China'S Textile And Leather Industry Is In A Dilemma. The Shuffle Is Irreversible.
In July 30th, the Ministry of Finance and the State Administration of Taxation jointly issued the notice on adjusting the export tax rebate rate for some textiles and garments, which stipulates that the export tax rebate rate of some textiles and garments has increased from 11% to 13% since August 1, 2008. This is the first time that China has raised its export tax rebate rate since September 2006.
Faced with this year's internal and external difficulties, the industry generally regards the textile export tax rebate rate as the last straw to save the textile industry.
But can this good policy lead to the revive of many textile enterprises in China?
China Industrial Daily reporter found in the interview that although the vast majority of textile enterprises are optimistic, the industry has warned that keeping a cool head in the short term and improving the contribution rate of technology and brand is the long-term solution for textile enterprises to get out of the predicament of survival.
退稅調(diào)整有保有壓
The China Industrial Daily reporter found from the list of export tax rebate rates announced by the State Administration of taxation that the knitting and garment industry downstream of the textile industry chain has become the focus of this policy adjustment.
Among them, all the tax numbers of knitted fabrics, crocheted garments, non knitted fabrics and non Crocheted garments are all included, covering the vast majority of garment export enterprises.
In addition, the export rebate rate of some upstream and downstream products, including synthetic filament yarn and chemical fiber staple, has also been raised at the same time.
In explaining the policy, the relevant officials of the Ministry of Finance said that raising the export rebate rate of some textiles can not only enhance the export competitiveness of China's textile and clothing, but also narrow the market gap of the textile industry in the upstream and downstream industries, and enhance the ability of textile enterprises to resist market risks.

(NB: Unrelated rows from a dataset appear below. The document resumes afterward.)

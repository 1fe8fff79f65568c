use super::closest_miss::ClosestMiss;
use super::matcher::RequestMatcherResponsePair;
use super::request::RequestDetails;
use serde::{Deserialize, Serialize};

/// Persisted verdict for one request fingerprint.
///
/// Exactly one of `matching_pair` / `closest_miss` is meaningful: a cached hit
/// carries the pair, a cached miss may carry the closest miss.
#[derive(Debug, Clone, Default, PartialEq, Deserialize, Serialize)]
#[serde(rename_all = "camelCase")]
pub struct CachedResponse {
    pub request: RequestDetails,
    #[serde(default, skip_serializing_if = "Option::is_none")]
    pub matching_pair: Option<RequestMatcherResponsePair>,
    #[serde(default, skip_serializing_if = "Option::is_none")]
    pub closest_miss: Option<ClosestMiss>,
}

impl CachedResponse {
    pub fn is_hit(&self) -> bool {
        self.matching_pair.is_some()
    }

    pub fn encode(&self) -> Result<Vec<u8>, serde_json::Error> {
        serde_json::to_vec(self)
    }

    pub fn decode(bytes: &[u8]) -> Result<Self, serde_json::Error> {
        serde_json::from_slice(bytes)
    }
}
//! JWT matchers. Tokens are decoded, never verified.

use super::json::{contains_somewhere, expected_document};
use super::json_path::query_document;
use crate::models::MatcherValue;
use base64::engine::general_purpose::URL_SAFE_NO_PAD;
use base64::Engine;
use serde_json::{json, Value};
use tracing::debug;

/// Decode a compact `header.payload.signature` token into
/// `{"header": ..., "payload": ...}`.
fn decode_token(token: &str) -> Option<Value> {
    let token = token.trim();
    let token = token
        .strip_prefix("Bearer ")
        .or_else(|| token.strip_prefix("bearer "))
        .unwrap_or(token);

    let segments: Vec<&str> = token.split('.').collect();
    let [header, payload, _signature] = segments.as_slice() else {
        debug!("JWT does not have three segments");
        return None;
    };

    Some(json!({
        "header": decode_segment(header)?,
        "payload": decode_segment(payload)?,
    }))
}

fn decode_segment(segment: &str) -> Option<Value> {
    let bytes = URL_SAFE_NO_PAD
        .decode(segment.trim_end_matches('='))
        .map_err(|e| debug!("Invalid base64 in JWT segment: {}", e))
        .ok()?;
    serde_json::from_slice(&bytes)
        .map_err(|e| debug!("Invalid JSON in JWT segment: {}", e))
        .ok()
}

/// Partial JSON match against the decoded token.
pub(super) fn jwt_match(value: &MatcherValue, candidate: &str) -> bool {
    match (expected_document(value), decode_token(candidate)) {
        (Some(fragment), Some(document)) => contains_somewhere(&document, &fragment),
        _ => false,
    }
}

/// JSONPath query against the decoded token; unprefixed paths address the payload.
pub(super) fn jwt_json_path_match(value: &MatcherValue, candidate: &str) -> Option<String> {
    let query = value.as_str()?;
    let document = decode_token(candidate)?;
    query_document(&qualify_path(query), &document)
}

fn qualify_path(query: &str) -> String {
    let trimmed = query.trim();
    let inner = trimmed
        .strip_prefix('{')
        .and_then(|q| q.strip_suffix('}'))
        .unwrap_or(trimmed)
        .trim();

    if ["$.payload", "$.header"].iter().any(|root| addresses_root(inner, root)) {
        return inner.to_string();
    }
    let rest = inner.strip_prefix('$').unwrap_or(inner);
    let rest = rest.strip_prefix('.').unwrap_or(rest);
    if rest.starts_with('[') {
        format!("$.payload{rest}")
    } else {
        format!("$.payload.{rest}")
    }
}

/// `query` is `root` itself or a path below it.
fn addresses_root(query: &str, root: &str) -> bool {
    query
        .strip_prefix(root)
        .is_some_and(|rest| rest.is_empty() || rest.starts_with('.') || rest.starts_with('['))
}
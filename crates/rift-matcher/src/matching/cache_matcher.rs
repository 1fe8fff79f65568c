//! Caches matching verdicts keyed by request fingerprint.

use crate::cache::Cache;
use crate::error::{MatchError, MatchingError};
use crate::metrics::record_cache_op;
use crate::models::{CachedResponse, RequestDetails, RequestMatcherResponsePair};
use crate::simulation::Simulation;
use super::strategy::StrategyKind;
use std::collections::HashSet;
use std::sync::Arc;
use tracing::{debug, info, warn};

/// Cache front for the matching strategies.
///
/// Without a backend every operation fails with [`MatchingError::NoCacheSet`].
#[derive(Clone)]
pub struct CacheMatcher {
    cache: Option<Arc<dyn Cache>>,
    webserver: bool,
}

impl std::fmt::Debug for CacheMatcher {
    fn fmt(&self, f: &mut std::fmt::Formatter<'_>) -> std::fmt::Result {
        f.debug_struct("CacheMatcher")
            .field("cache", &self.cache.is_some())
            .field("webserver", &self.webserver)
            .finish()
    }
}

impl CacheMatcher {
    pub fn new(cache: Option<Arc<dyn Cache>>, webserver: bool) -> Self {
        Self { cache, webserver }
    }

    /// Matcher with no backend.
    pub fn disabled() -> Self {
        Self::new(None, false)
    }

    pub fn is_enabled(&self) -> bool {
        self.cache.is_some()
    }

    fn backend(&self) -> Result<&Arc<dyn Cache>, MatchingError> {
        self.cache.as_ref().ok_or(MatchingError::NoCacheSet)
    }

    fn key(&self, request: &RequestDetails) -> String {
        if self.webserver {
            request.hash_without_host()
        } else {
            request.hash()
        }
    }

    pub fn get_cached_response(
        &self,
        request: &RequestDetails,
    ) -> Result<CachedResponse, MatchingError> {
        let cache = self.backend()?;
        let key = self.key(request);

        let Some(bytes) = cache.get(&key) else {
            record_cache_op("get", "miss");
            return Err(MatchingError::NotInCache);
        };

        let cached = CachedResponse::decode(&bytes).map_err(|e| {
            warn!("Failed to decode cache entry {}: {}", key, e);
            record_cache_op("get", "error");
            MatchingError::Decode(e)
        })?;
        record_cache_op("get", "hit");
        debug!("Cache hit for {} {}{}", request.method, request.destination, request.path);
        Ok(cached)
    }

    /// Store a verdict under the request's fingerprint. A miss keeps its closest miss.
    pub fn save_request_matcher_response_pair(
        &self,
        request: &RequestDetails,
        pair: Option<&RequestMatcherResponsePair>,
        match_error: Option<&MatchError>,
    ) -> Result<CachedResponse, MatchingError> {
        let cache = self.backend()?;
        let key = self.key(request);

        let cached = CachedResponse {
            request: request.clone(),
            matching_pair: pair.cloned(),
            closest_miss: match_error
                .and_then(|e| e.closest_miss.as_deref())
                .cloned(),
        };

        let stored = cached
            .encode()
            .map_err(Into::into)
            .and_then(|bytes| cache.set(&key, bytes));
        match stored {
            Ok(()) => {
                record_cache_op("save", "success");
                debug!("Cached verdict under {}", key);
                Ok(cached)
            }
            Err(e) => {
                record_cache_op("save", "error");
                Err(MatchingError::Cache(e))
            }
        }
    }

    pub fn flush_cache(&self) -> Result<(), MatchingError> {
        let cache = self.backend()?;
        cache.delete_data()?;
        record_cache_op("flush", "success");
        debug!("Flushed matcher cache");
        Ok(())
    }

    /// Seed the cache with every pair whose matcher pins down a single request.
    ///
    /// When several pairs pin down the same request, the entry left in the
    /// cache is the one `strategy` would pick: the earliest pair for
    /// first-match, the latest for strongest-match. Returns the number of
    /// entries written.
    pub fn preload_cache(
        &self,
        simulation: &Simulation,
        strategy: StrategyKind,
    ) -> Result<usize, MatchingError> {
        self.backend()?;

        let mut seen = HashSet::new();
        let mut preloaded = 0;
        for pair in simulation.pairs() {
            let Some(request) = pair.source.request_matcher.to_eagerly_cacheable() else {
                continue;
            };
            if !seen.insert(self.key(&request)) && strategy == StrategyKind::First {
                debug!("Keeping earlier preloaded pair for {} {}", request.method, request.path);
                continue;
            }
            self.save_request_matcher_response_pair(&request, Some(&pair.source), None)?;
            preloaded += 1;
        }

        record_cache_op("preload", "success");
        info!(
            "Preloaded {} of {} pairs into the matcher cache",
            preloaded,
            simulation.len()
        );
        Ok(preloaded)
    }

    /// Decode every cache entry, sorted by key for a stable listing.
    pub fn get_all_responses(&self) -> Result<Vec<CachedResponse>, MatchingError> {
        let cache = self.backend()?;
        let mut entries: Vec<_> = cache.get_all_entries()?.into_iter().collect();
        entries.sort_by(|a, b| a.0.cmp(&b.0));

        entries
            .into_iter()
            .map(|(_, bytes)| CachedResponse::decode(&bytes).map_err(MatchingError::Decode))
            .collect()
    }
}

#[cfg(test)]
mod tests {
    use super::*;
    use crate::cache::InMemoryCache;
    use crate::error::CacheError;
    use crate::matchers::MatcherRegistry;
    use crate::models::{ClosestMiss, RequestFieldMatcher, RequestMatcher, ResponseDetails};
    use std::collections::HashMap;

    fn cache_matcher(webserver: bool) -> CacheMatcher {
        CacheMatcher::new(Some(Arc::new(InMemoryCache::new(100))), webserver)
    }

    fn request(destination: &str) -> RequestDetails {
        RequestDetails {
            method: "GET".to_string(),
            scheme: "http".to_string(),
            destination: destination.to_string(),
            path: "/a".to_string(),
            ..Default::default()
        }
    }

    #[test]
    fn test_no_cache_set() {
        let matcher = CacheMatcher::disabled();
        assert!(matches!(
            matcher.get_cached_response(&request("x")),
            Err(MatchingError::NoCacheSet)
        ));
        assert!(matches!(matcher.flush_cache(), Err(MatchingError::NoCacheSet)));
        assert!(matches!(
            matcher.preload_cache(&Simulation::new(), StrategyKind::Strongest),
            Err(MatchingError::NoCacheSet)
        ));
    }

    #[test]
    fn test_not_in_cache() {
        let matcher = cache_matcher(false);
        let err = matcher.get_cached_response(&request("x")).unwrap_err();
        assert!(matches!(err, MatchingError::NotInCache));
        assert_eq!(err.to_string(), "Could not find recorded request in cache");
    }

    #[test]
    fn test_save_and_get_hit() {
        let matcher = cache_matcher(false);
        let pair = RequestMatcherResponsePair::default();
        matcher
            .save_request_matcher_response_pair(&request("x"), Some(&pair), None)
            .unwrap();

        let cached = matcher.get_cached_response(&request("x")).unwrap();
        assert!(cached.is_hit());
        assert_eq!(cached.matching_pair, Some(pair));
        assert!(matcher.get_cached_response(&request("y")).is_err());
    }

    #[test]
    fn test_save_miss_keeps_closest_miss() {
        let matcher = cache_matcher(false);
        let error = MatchError {
            closest_miss: Some(Box::new(ClosestMiss {
                missed_fields: vec!["path".to_string()],
                ..Default::default()
            })),
            ..Default::default()
        };
        matcher
            .save_request_matcher_response_pair(&request("x"), None, Some(&error))
            .unwrap();

        let cached = matcher.get_cached_response(&request("x")).unwrap();
        assert!(!cached.is_hit());
        assert_eq!(cached.closest_miss.unwrap().missed_fields, vec!["path".to_string()]);
    }

    #[test]
    fn test_webserver_mode_ignores_destination() {
        let matcher = cache_matcher(true);
        matcher
            .save_request_matcher_response_pair(
                &request("a.com"),
                Some(&RequestMatcherResponsePair::default()),
                None,
            )
            .unwrap();
        assert!(matcher.get_cached_response(&request("b.com")).is_ok());
    }

    #[test]
    fn test_flush() {
        let matcher = cache_matcher(false);
        matcher
            .save_request_matcher_response_pair(&request("x"), None, None)
            .unwrap();
        matcher.flush_cache().unwrap();
        assert!(matcher.get_all_responses().unwrap().is_empty());
    }

    #[test]
    fn test_preload_only_exact_pairs() {
        let registry = MatcherRegistry::standard();
        let mut simulation = Simulation::new();
        simulation
            .add_pair(
                RequestMatcherResponsePair::new(
                    RequestMatcher {
                        method: vec![RequestFieldMatcher::new("exact", "GET")],
                        destination: vec![RequestFieldMatcher::new("exact", "x")],
                        scheme: vec![RequestFieldMatcher::new("exact", "http")],
                        path: vec![RequestFieldMatcher::new("exact", "/a")],
                        body: vec![RequestFieldMatcher::new("exact", "")],
                        ..Default::default()
                    },
                    ResponseDetails::default(),
                ),
                &registry,
            )
            .unwrap();
        simulation
            .add_pair(
                RequestMatcherResponsePair::new(
                    RequestMatcher {
                        path: vec![RequestFieldMatcher::new("glob", "/*")],
                        ..Default::default()
                    },
                    ResponseDetails::default(),
                ),
                &registry,
            )
            .unwrap();

        let matcher = cache_matcher(false);
        assert_eq!(matcher.preload_cache(&simulation, StrategyKind::First).unwrap(), 1);
        assert_eq!(matcher.get_all_responses().unwrap().len(), 1);
        assert!(matcher.get_cached_response(&request("x")).unwrap().is_hit());
    }

    struct FailingCache;

    impl Cache for FailingCache {
        fn get(&self, _key: &str) -> Option<Vec<u8>> {
            Some(b"not json".to_vec())
        }

        fn set(&self, _key: &str, _value: Vec<u8>) -> Result<(), CacheError> {
            Err(CacheError::Backend("read only".to_string()))
        }

        fn get_all_entries(&self) -> Result<HashMap<String, Vec<u8>>, CacheError> {
            Err(CacheError::Backend("unavailable".to_string()))
        }

        fn delete_data(&self) -> Result<(), CacheError> {
            Ok(())
        }

        fn get_all_keys(&self) -> Vec<String> {
            Vec::new()
        }
    }

    #[test]
    fn test_backend_errors_surface() {
        let matcher = CacheMatcher::new(Some(Arc::new(FailingCache)), false);
        assert!(matches!(
            matcher.get_cached_response(&request("x")),
            Err(MatchingError::Decode(_))
        ));
        assert!(matches!(
            matcher.save_request_matcher_response_pair(&request("x"), None, None),
            Err(MatchingError::Cache(_))
        ));
        assert!(matches!(
            matcher.get_all_responses(),
            Err(MatchingError::Cache(_))
        ));
    }
}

At the same time, the export tax rebate adjustment policy did not cover textiles including leather products, cotton sewing thread, dyed, dyed, printed polyester cotton blended fabric, viscose filament yarn, viscose staple fiber and its fabrics. This fully shows that the adjustment of some textile export tax rebate policies does not involve the current restriction on exports of "two high one capital" products.
Take viscose fiber as an example, despite the impact of a series of factors such as RMB appreciation and export tax rebate reduction, the export volume of viscose fiber in China has dropped by about half in the first half of this year, but the export tax rebate adjustment did not involve viscose fiber.
Wang Qian, editor in chief of China's first textile network, explained that viscose fiber is the only textile and clothing industry that has been classified as "two high and one capital" category. It may cause some pollution in the production process, and the energy consumption is relatively high. Therefore, the export rebate rate of the viscose fiber will not be adjusted temporarily.
行業(yè)利潤(rùn)率將提高0.6個(gè)百分點(diǎn)
Gao Yong, vice president of the China Textile Industry Association, said that the adjustment of textile export tax rebate policy is a long-awaited industry. Although it has been raised by only two percentage points, it is good news for the entire textile industry. It will alleviate the tension of China's textile and clothing export to a certain extent.
Then, what will be the impact on the textile industry by raising the tax rebate rate of textile and garment exports?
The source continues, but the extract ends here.